What tastes better, rabbit or hare? ›

Hare is richer, darker and stronger in flavour than its nearest cousin, rabbit (which, like goats and sheep, come from the same family but are entirely different species).

What is rabbit meat called in a restaurant? ›

In restaurants, rabbit meat is often called “coney” or “lapin.” “Coney,” derived from the Anglo-Norman term, was commonly used in medieval England, while “lapin,” a French term, is widely used in contemporary fine dining establishments.

What season can you not eat rabbit? ›

It's unsafe to eat wild rabbits or hares before the first hard frost of the year.
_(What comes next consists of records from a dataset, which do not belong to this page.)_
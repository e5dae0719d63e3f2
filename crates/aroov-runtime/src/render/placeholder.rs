//! Fixed markup for empty, loading and failed states.

use maud::{Markup, html};

pub fn no_results() -> Markup {
    html! { p class="grid-placeholder" { "No results found." } }
}

pub fn load_error() -> Markup {
    html! { p class="grid-placeholder error" { "Failed to load data." } }
}

pub fn favourites_empty() -> Markup {
    html! {
        div class="grid-placeholder" {
            h2 { "💔" }
            h3 { "No favourites yet" }
            p { "Go back to " a href="/user" { "Explore" } " to save some trips!" }
        }
    }
}

pub fn favourites_error() -> Markup {
    html! {
        p class="grid-placeholder" {
            "Could not load favourites. " br; " Check your server connection."
        }
    }
}

pub fn groups_loading() -> Markup {
    html! { div class="share-placeholder" { "Syncing..." } }
}

pub fn groups_empty() -> Markup {
    html! {
        div class="share-placeholder" {
            "No groups found." br;
            a href="/user/groups.html" { "Create one here" }
        }
    }
}

pub fn groups_error() -> Markup {
    html! { div class="share-placeholder error" { "Error loading groups." } }
}

pub fn groups_sign_in() -> Markup {
    html! { div class="share-placeholder" { "Sign in to share with your groups." } }
}

pub fn universities_no_results() -> Markup {
    html! { div class="uni-empty" { "No results found" } }
}
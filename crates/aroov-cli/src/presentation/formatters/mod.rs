pub mod text;

pub use text::{price_label, truncate};
use aroov_types::PriceRange;

pub fn truncate(text: &str, max_len: usize) -> String {
    if text.chars().count() <= max_len {
        text.to_string()
    } else {
        let truncated: String = text.chars().take(max_len.saturating_sub(3)).collect();
        format!("{}...", truncated)
    }
}

/// `RM20 - RM80`, or `Price on request` without bounds.
pub fn price_label(min: Option<f64>, max: Option<f64>) -> String {
    PriceRange { min, max }.to_string()
}
use aroov_client::GatewayError;
use aroov_types::{DestinationRecord, Group, GroupId};
use std::cell::RefCell;
use tracing::{debug, warn};

use crate::context::PageContext;
use crate::document::{Anchor, ButtonState};
use crate::render::{CardVariant, OverlayRenderer, group_button_id, placeholder};
use crate::sequence::SequenceGuard;

pub const COPY_BUTTON: &str = "share-copy";
const COPY_LABEL: &str = "🔗 Copy Link";
const COPIED_LABEL: &str = "✅ Copied!";
const ADD_LABEL: &str = "Add +";
const ADD_PENDING_LABEL: &str = "...";
const ADDED_LABEL: &str = "Added ✅";

/// The record selected for sharing. Overwritten by each share action and
/// dropped when the overlay closes.
#[derive(Debug, Clone, PartialEq)]
pub struct ShareContext {
    pub record: DestinationRecord,
}

/// Which overlay is open. Holding the record in the variant keeps the two
/// overlays mutually exclusive.
#[derive(Debug, Clone, Default, PartialEq)]
pub enum OverlayState {
    #[default]
    Closed,
    Detail(DestinationRecord),
    Share(ShareContext),
}

#[derive(Debug, Clone, PartialEq)]
pub enum GroupsOutcome {
    Listed(Vec<Group>),
    NoGroups,
    SignedOut,
    Failed(GatewayError),
    /// The overlay closed or moved to another record before the list arrived.
    Superseded,
}

#[derive(Debug, Clone, PartialEq)]
pub enum AddOutcome {
    Added,
    Failed(GatewayError),
    /// No share overlay is open.
    NoContext,
    /// The overlay closed or moved to another record before the server
    /// answered; the buttons were left alone.
    Stale,
}

/// Detail and share overlays of a page.
pub struct OverlayManager {
    ctx: PageContext,
    renderer: OverlayRenderer,
    /// Reissued whenever the share overlay opens, closes or changes record.
    groups_guard: SequenceGuard,
    copy_feedback: SequenceGuard,
    state: RefCell<OverlayState>,
}

impl OverlayManager {
    pub fn new(ctx: PageContext, variant: CardVariant) -> Self {
        let renderer = OverlayRenderer::new(variant, ctx.ui.detail_placeholder_image.clone());
        Self {
            ctx,
            renderer,
            groups_guard: SequenceGuard::new(),
            copy_feedback: SequenceGuard::new(),
            state: RefCell::new(OverlayState::Closed),
        }
    }

    pub fn state(&self) -> OverlayState {
        self.state.borrow().clone()
    }

    pub fn share_context(&self) -> Option<ShareContext> {
        match &*self.state.borrow() {
            OverlayState::Share(context) => Some(context.clone()),
            _ => None,
        }
    }

    pub fn renderer(&self) -> &OverlayRenderer {
        &self.renderer
    }

    /// Show the detail overlay. Everything it shows is already in the record.
    pub fn open_detail(&self, record: &DestinationRecord) {
        let document = &self.ctx.document;
        self.groups_guard.invalidate();
        document.hide(Anchor::ShareModal);
        document.set_html(Anchor::DetailContent, self.renderer.detail(record));
        document.show(Anchor::DetailModal);
        *self.state.borrow_mut() = OverlayState::Detail(record.clone());
    }

    /// Show the share overlay for `record` and fill in the caller's groups.
    pub async fn open_share(&self, record: &DestinationRecord) -> GroupsOutcome {
        let document = &self.ctx.document;
        document.hide(Anchor::DetailModal);
        document.set_html(Anchor::ShareHeader, self.renderer.share_header(record));
        document.set_html(Anchor::ShareGroupList, placeholder::groups_loading());
        document.clear_buttons("add-group-");
        document.set_button(COPY_BUTTON, ButtonState::enabled(COPY_LABEL));
        document.show(Anchor::ShareModal);
        *self.state.borrow_mut() = OverlayState::Share(ShareContext {
            record: record.clone(),
        });

        let ticket = self.groups_guard.issue();
        let response = self.ctx.api.groups().await;
        if !self.groups_guard.is_current(ticket) {
            debug!(seq = ticket.seq(), "dropping stale groups response");
            return GroupsOutcome::Superseded;
        }

        match response {
            Ok(groups) if groups.is_empty() => {
                document.set_html(Anchor::ShareGroupList, placeholder::groups_empty());
                GroupsOutcome::NoGroups
            }
            Ok(groups) => {
                document.set_html(Anchor::ShareGroupList, self.renderer.group_list(&groups));
                for group in &groups {
                    document.set_button(
                        group_button_id(group.group_id),
                        ButtonState::enabled(ADD_LABEL),
                    );
                }
                GroupsOutcome::Listed(groups)
            }
            Err(err) if err.is_unauthorized() => {
                debug!("groups require sign-in");
                document.set_html(Anchor::ShareGroupList, placeholder::groups_sign_in());
                GroupsOutcome::SignedOut
            }
            Err(err) => {
                warn!(error = %err, "failed to load groups");
                document.set_html(Anchor::ShareGroupList, placeholder::groups_error());
                GroupsOutcome::Failed(err)
            }
        }
    }

    /// Share the record shown in the detail overlay.
    pub async fn share_from_detail(&self) -> Option<GroupsOutcome> {
        let record = match &*self.state.borrow() {
            OverlayState::Detail(record) => record.clone(),
            _ => return None,
        };
        Some(self.open_share(&record).await)
    }

    pub fn close(&self) {
        self.groups_guard.invalidate();
        self.ctx.document.hide(Anchor::DetailModal);
        self.ctx.document.hide(Anchor::ShareModal);
        *self.state.borrow_mut() = OverlayState::Closed;
    }

    /// A click that landed on `target`. Clicking the open overlay's own
    /// container (its backdrop) closes it; clicks inside the content do not.
    pub fn backdrop_click(&self, target: Anchor) -> bool {
        let open_container = match &*self.state.borrow() {
            OverlayState::Closed => None,
            OverlayState::Detail(_) => Some(Anchor::DetailModal),
            OverlayState::Share(_) => Some(Anchor::ShareModal),
        };
        if open_container == Some(target) {
            self.close();
            true
        } else {
            false
        }
    }

    pub async fn add_to_group(&self, group_id: GroupId) -> AddOutcome {
        let Some(context) = self.share_context() else {
            return AddOutcome::NoContext;
        };

        let document = &self.ctx.document;
        let button_id = group_button_id(group_id);
        let session = self.groups_guard.current();
        document.set_button(&button_id, ButtonState::busy(ADD_PENDING_LABEL));

        let response = self
            .ctx
            .api
            .recommend_to_group(group_id, &context.record.id)
            .await;
        if !self.groups_guard.is_current(session) {
            debug!(
                group_id,
                id = %context.record.id,
                ok = response.is_ok(),
                "share overlay changed before the group answered"
            );
            return AddOutcome::Stale;
        }

        match response {
            Ok(()) => {
                document.set_button(&button_id, ButtonState::done(ADDED_LABEL));
                AddOutcome::Added
            }
            Err(err) => {
                let message = if err.is_network() {
                    "Network error".to_string()
                } else {
                    format!("⚠️ {}", err.server_message().unwrap_or("Failed to add"))
                };
                self.ctx.host.alert(&message);
                document.set_button(&button_id, ButtonState::enabled(ADD_LABEL));
                AddOutcome::Failed(err)
            }
        }
    }

    pub fn share_link(&self, record: &DestinationRecord) -> String {
        format!(
            "{}/destination?id={}",
            self.ctx.ui.origin.trim_end_matches('/'),
            urlencoding::encode(record.id.as_str())
        )
    }

    /// Copy the share link and flash the copy button.
    pub async fn copy_link(&self) -> Option<String> {
        let context = self.share_context()?;
        let link = self.share_link(&context.record);
        if !self.ctx.host.copy_to_clipboard(&link) {
            warn!("clipboard unavailable");
            return None;
        }

        let document = &self.ctx.document;
        let ticket = self.copy_feedback.issue();
        document.set_button(COPY_BUTTON, ButtonState::done(COPIED_LABEL));
        tokio::time::sleep(self.ctx.ui.copied_feedback()).await;
        // A later copy restarts the feedback and restores the label itself.
        if self.copy_feedback.is_current(ticket) {
            document.set_button(COPY_BUTTON, ButtonState::enabled(COPY_LABEL));
        }
        Some(link)
    }

    pub fn email_link(&self, record: &DestinationRecord) -> String {
        let subject = format!("Trip Recommendation: {}", record.name);
        let body = format!(
            "Hey,\n\nI found this amazing place on Aroov Trip!\n\nDestination: {}\nState: {}\nEst. Cost: {}",
            record.name,
            record.state,
            record.price_range()
        );
        format!(
            "mailto:?subject={}&body={}",
            urlencoding::encode(&subject),
            urlencoding::encode(&body)
        )
    }

    /// Open the mail client with a prefilled recommendation.
    pub fn email_share(&self) -> Option<String> {
        let context = self.share_context()?;
        let link = self.email_link(&context.record);
        self.ctx.host.open_url(&link);
        Some(link)
    }
}
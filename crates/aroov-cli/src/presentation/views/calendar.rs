use owo_colors::OwoColorize;
use std::fmt;

use crate::presentation::view_models::{
    AvailabilityAddedViewModel, AvailabilityListViewModel, AvailabilityRemovedViewModel,
};

pub struct AvailabilityListView<'a> {
    data: &'a AvailabilityListViewModel,
}

impl<'a> AvailabilityListView<'a> {
    pub fn new(data: &'a AvailabilityListViewModel) -> Self {
        Self { data }
    }
}

impl<'a> fmt::Display for AvailabilityListView<'a> {
    fn fmt(&self, f: &mut fmt::Formatter) -> fmt::Result {
        if self.data.events.is_empty() {
            return writeln!(f, "Nothing on your calendar.");
        }

        writeln!(f, "{:<8} {:<12} {:<12} {:<12} TITLE", "ID", "START", "END", "TYPE")?;
        writeln!(f, "{}", "-".repeat(70))?;
        for event in &self.data.events {
            let kind = event.kind.as_deref().unwrap_or("-");
            let line = format!(
                "{:<8} {:<12} {:<12} {:<12} {}",
                event.id,
                event.start,
                event.end.as_deref().unwrap_or("-"),
                kind,
                event.title
            );
            if event.removable {
                writeln!(f, "{}", line)?;
            } else {
                writeln!(f, "{}", line.dimmed())?;
            }
        }
        Ok(())
    }
}

impl fmt::Display for AvailabilityListViewModel {
    fn fmt(&self, f: &mut fmt::Formatter) -> fmt::Result {
        AvailabilityListView::new(self).fmt(f)
    }
}

pub struct AvailabilityAddedView<'a> {
    data: &'a AvailabilityAddedViewModel,
}

impl<'a> AvailabilityAddedView<'a> {
    pub fn new(data: &'a AvailabilityAddedViewModel) -> Self {
        Self { data }
    }
}

impl<'a> fmt::Display for AvailabilityAddedView<'a> {
    fn fmt(&self, f: &mut fmt::Formatter) -> fmt::Result {
        if !self.data.note.is_empty() {
            writeln!(f, "Note: {}", self.data.note)?;
        }
        Ok(())
    }
}

impl fmt::Display for AvailabilityAddedViewModel {
    fn fmt(&self, f: &mut fmt::Formatter) -> fmt::Result {
        AvailabilityAddedView::new(self).fmt(f)
    }
}

pub struct AvailabilityRemovedView<'a> {
    data: &'a AvailabilityRemovedViewModel,
}

impl<'a> AvailabilityRemovedView<'a> {
    pub fn new(data: &'a AvailabilityRemovedViewModel) -> Self {
        Self { data }
    }
}

impl<'a> fmt::Display for AvailabilityRemovedView<'a> {
    fn fmt(&self, f: &mut fmt::Formatter) -> fmt::Result {
        if !self.data.removed {
            writeln!(
                f,
                "\"{}\" ({}) was kept. Only your own availability can be removed.",
                self.data.title, self.data.id
            )?;
        }
        Ok(())
    }
}

impl fmt::Display for AvailabilityRemovedViewModel {
    fn fmt(&self, f: &mut fmt::Formatter) -> fmt::Result {
        AvailabilityRemovedView::new(self).fmt(f)
    }
}
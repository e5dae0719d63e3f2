use aroov_runtime::DocumentSnapshot;
use serde::Serialize;

use super::common::{Guidance, StatusBadge};

/// Envelope every command renders: the content plus an optional badge and
/// tips.
#[derive(Debug, Serialize)]
pub struct CommandResultViewModel<T>
where
    T: Serialize,
{
    #[serde(skip_serializing_if = "Option::is_none")]
    pub badge: Option<StatusBadge>,

    pub content: T,

    #[serde(skip_serializing_if = "Vec::is_empty")]
    pub suggestions: Vec<Guidance>,

    /// The page as the controllers left it, for `--format html`.
    #[serde(skip)]
    pub page: Option<DocumentSnapshot>,
}

impl<T> CommandResultViewModel<T>
where
    T: Serialize,
{
    pub fn new(content: T) -> Self {
        Self {
            badge: None,
            content,
            suggestions: Vec::new(),
            page: None,
        }
    }

    pub fn with_badge(mut self, badge: StatusBadge) -> Self {
        self.badge = Some(badge);
        self
    }

    pub fn with_suggestion(mut self, guide: Guidance) -> Self {
        self.suggestions.push(guide);
        self
    }

    pub fn with_page(mut self, page: DocumentSnapshot) -> Self {
        self.page = Some(page);
        self
    }
}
If you eat a wild rabbit sooner, the meat will have parasites.

How long does a rabbit take to cook? ›

Rabbit can also be cooked quickly, but ideally needs to be jointed first, as each cut requires a different cooking time. Cooking rabbit is similar to chicken, fry on a moderate heat for 20 minutes or so until the internal temperature reaches 71°C.

How to prepare rabbit meat for cooking? ›

Preparation:
  1. Remove the organs and any gizzards that remain in the stomach cavity of the rabbit.
  2. Using a boning knife or sharp chef's knife, remove the front legs. ...
  3. Next remove the hind legs and thighs. ...
  4. Next remove the thin meat that hangs from the rib cage. ...
  5. Lastly, remove the tenderloin.
Apr 6, 2023

How do you prepare a rabbit before cooking? ›

Steps to butchering rabbit:
  1. Remove anything from the inside cavity.
  2. Remove the front legs at the shoulder joint.
  3. Remove the hind legs through the thigh joint.
  4. Cut away the thin meat that hangs off of the ribcage.
  5. Cut away excess bones around the tenderloin.
  6. Cut off the tenderloin.
Apr 6, 2023

Do I need to soak rabbit in salt water? ›

The meat is slightly darker and has more flavor, but can also be slightly tougher,” says Christopher Eley, who explains that the best way to prepare a wild rabbit is to soak it in either a saltwater solution or buttermilk. Saltwater will draw out any remaining blood and start to tenderize it.

What is the best way to tenderize a rabbit? ›

In order to tenderize the meat, we are going to marinate the rabbit overnight. For the deep fried rabbit, I prepared a buttermilk base with some rosemary and thyme. The recipe below will give you the exact ingredients. Make sure it soaks for a minimum of 12 hours, but 24 is better.

How to prepare a rabbit for cooking? ›

To butcher a rabbit, start with a sharp knife—ideally a cleaver.
  1. Stand up the rabbit and use the tip of the knife to break through the breastbone.
  2. Split the rib bones going down either side of the back.
  3. Using the tip of the knife again, remove the hind legs at the joint.
  4. Similarly, remove the forelegs.